Exercise input
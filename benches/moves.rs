//! Benchmarks for move enumeration, legality checks and full bot games.

use criterion::{black_box, criterion_group, criterion_main, Criterion};
use rand::rngs::StdRng;
use rand::SeedableRng;
use rustc_hash::FxHashSet;
use std::sync::Arc;

use blokus::bots::{play_game, Strategy};
use blokus::game::Game;
use blokus::geometry::{all_orientations, Point};
use blokus::shapes::{ShapeCatalog, ShapeKind};

/// A fresh two-player game with opposite-corner start positions.
fn opening_game(size: usize) -> Game {
    let catalog = Arc::new(ShapeCatalog::standard().expect("standard catalog"));
    let last = size as i32 - 1;
    let starts: FxHashSet<Point> = [(0, 0), (last, last)].into_iter().collect();
    Game::new(2, size, starts, catalog).expect("valid configuration")
}

/// A game advanced a few deterministic moves so adjacency rules apply.
fn midgame_game(size: usize) -> Game {
    let mut game = opening_game(size);
    let mut rng = StdRng::seed_from_u64(7);

    for _ in 0..8 {
        let moves = game.available_moves();
        match Strategy::Largest.choose(&moves, &mut rng) {
            Some(piece) => {
                game.maybe_place(&piece).expect("enumerated move");
            }
            None => break,
        }
    }
    game
}

/// Benchmark enumerating every first move on an empty board.
fn bench_available_moves_opening(c: &mut Criterion) {
    let game = opening_game(11);
    c.bench_function("available_moves_opening", |b| {
        b.iter(|| black_box(&game).available_moves())
    });
}

/// Benchmark enumerating moves once the corner rule is in effect.
fn bench_available_moves_midgame(c: &mut Criterion) {
    let game = midgame_game(11);
    c.bench_function("available_moves_midgame", |b| {
        b.iter(|| black_box(&game).available_moves())
    });
}

/// Benchmark a single legality check for a known-legal piece.
fn bench_legal_to_place(c: &mut Criterion) {
    let game = midgame_game(11);
    let piece = game
        .available_moves()
        .into_iter()
        .next()
        .expect("midgame still has moves");

    c.bench_function("legal_to_place", |b| {
        b.iter(|| game.legal_to_place(black_box(&piece)))
    });
}

/// Benchmark computing all orientations of the F pentomino.
fn bench_orientations(c: &mut Criterion) {
    let catalog = ShapeCatalog::standard().expect("standard catalog");
    let offsets = catalog
        .shape(ShapeKind::F)
        .expect("F pentomino")
        .offsets()
        .to_vec();

    c.bench_function("all_orientations", |b| {
        b.iter(|| all_orientations(black_box(&offsets)))
    });
}

/// Benchmark a complete smallest-vs-largest bot game.
fn bench_full_game(c: &mut Criterion) {
    let mut group = c.benchmark_group("bot_game");
    group.sample_size(10);
    group.bench_function("smallest_vs_largest_11", |b| {
        b.iter(|| {
            let mut game = opening_game(11);
            let mut rng = StdRng::seed_from_u64(1);
            play_game(
                &mut game,
                &[Strategy::Smallest, Strategy::Largest],
                &mut rng,
            )
            .expect("engine-driven game")
        })
    });
    group.finish();
}

criterion_group!(
    benches,
    bench_available_moves_opening,
    bench_available_moves_midgame,
    bench_legal_to_place,
    bench_orientations,
    bench_full_game
);
criterion_main!(benches);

Description of the task
From the listing above, output exactly the run of lines that starts with the line containing "use blokus::game::Game;" and ends with the line containing "fn bench_available_moves_opening(c: &mut".

Reply
use blokus::game::Game;
use blokus::geometry::{all_orientations, Point};
use blokus::shapes::{ShapeCatalog, ShapeKind};

/// A fresh two-player game with opposite-corner start positions.
fn opening_game(size: usize) -> Game {
    let catalog = Arc::new(ShapeCatalog::standard().expect("standard catalog"));
    let last = size as i32 - 1;
    let starts: FxHashSet<Point> = [(0, 0), (last, last)].into_iter().collect();
    Game::new(2, size, starts, catalog).expect("valid configuration")
}

/// A game advanced a few deterministic moves so adjacency rules apply.
fn midgame_game(size: usize) -> Game {
    let mut game = opening_game(size);
    let mut rng = StdRng::seed_from_u64(7);

    for _ in 0..8 {
        let moves = game.available_moves();
        match Strategy::Largest.choose(&moves, &mut rng) {
            Some(piece) => {
                game.maybe_place(&piece).expect("enumerated move");
            }
            None => break,
        }
    }
    game
}

/// Benchmark enumerating every first move on an empty board.
fn bench_available_moves_opening(c: &mut Criterion) {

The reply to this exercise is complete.